● WHAT THIS TASK INVOLVES
Pick out the lines in the listing below that contain the word "limit" and copy them.

------ DATA SHOWN

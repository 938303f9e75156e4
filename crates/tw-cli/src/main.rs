use std::io::Write;
use std::path::Path;

use anyhow::{Context, Result};
use chrono::Local;
use clap::Parser;
use tracing_subscriber::EnvFilter;

use tw_cli::commands::{activities, export, history, import, plan, stats, status, track};
use tw_cli::{Cli, Commands, Config};
use tw_core::store::ActivityStore;
use tw_core::{SystemClock, TimerEngine};

/// Load config and open database, ensuring the parent directory exists.
fn open_database(config_path: Option<&Path>) -> Result<(tw_db::Database, Config)> {
    let config = Config::load_from(config_path).context("failed to load configuration")?;
    tracing::debug!(?config, "loaded configuration");

    if let Some(parent) = config.database_path.parent() {
        std::fs::create_dir_all(parent).context("failed to create database directory")?;
    }

    let db = tw_db::Database::open(&config.database_path).context("failed to open database")?;
    Ok((db, config))
}

fn main() -> Result<()> {
    let cli = Cli::parse();

    let filter = if cli.verbose {
        EnvFilter::new("debug")
    } else {
        EnvFilter::from_default_env()
    };
    // try_init: tests may have installed a subscriber already
    let _ = tracing_subscriber::fmt()
        .with_env_filter(filter)
        .with_writer(std::io::stderr)
        .try_init();

    let mut stdout = std::io::stdout().lock();
    match &cli.command {
        Some(Commands::Track { activity }) => {
            let (mut db, _config) = open_database(cli.config.as_deref())?;
            let activities = db.activities().context("failed to load activities")?;
            let activity = track::resolve_activity(&activities, activity)?;
            let mut engine = TimerEngine::with_system_clock(&mut db);
            track::run(&mut stdout, &mut engine, &activity, &Local)?;
        }
        Some(Commands::Stats {
            period,
            offset,
            json,
        }) => {
            let (db, _config) = open_database(cli.config.as_deref())?;
            stats::run(&mut stdout, &db, SystemClock, Local, *period, *offset, *json)?;
        }
        Some(Commands::History { limit, json }) => {
            let (db, _config) = open_database(cli.config.as_deref())?;
            history::run(&mut stdout, &db, &Local, *limit, *json)?;
        }
        Some(Commands::Activities { json }) => {
            let (db, _config) = open_database(cli.config.as_deref())?;
            activities::run(&mut stdout, &db, &SystemClock, &Local, *json)?;
        }
        Some(Commands::Plan { date, json }) => {
            let (db, _config) = open_database(cli.config.as_deref())?;
            plan::run(&mut stdout, &db, &SystemClock, &Local, *date, *json)?;
        }
        Some(Commands::Export { csv }) => {
            let (db, _config) = open_database(cli.config.as_deref())?;
            export::run(&mut stdout, &db, *csv)?;
        }
        Some(Commands::Import { file }) => {
            let (mut db, _config) = open_database(cli.config.as_deref())?;
            let summary = import::run(&mut db, file)?;
            writeln!(
                stdout,
                "Imported {} activities and {} sessions",
                summary.activities, summary.sessions
            )?;
        }
        Some(Commands::Status) => {
            let (db, config) = open_database(cli.config.as_deref())?;
            status::run(&mut stdout, &db, &config.database_path, &Local)?;
        }
        None => {
            use clap::CommandFactory;
            Cli::command().print_help()?;
            writeln!(stdout)?;
        }
    }

    Ok(())
}
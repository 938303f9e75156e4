//! CLI subcommand implementations.

pub mod activities;
pub mod export;
pub mod history;
pub mod import;
pub mod plan;
pub mod stats;
pub mod status;
pub mod track;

------------

● THE COMPLETED TASK
        Some(Commands::History { limit, json }) => {
            history::run(&mut stdout, &db, &Local, *limit, *json)?;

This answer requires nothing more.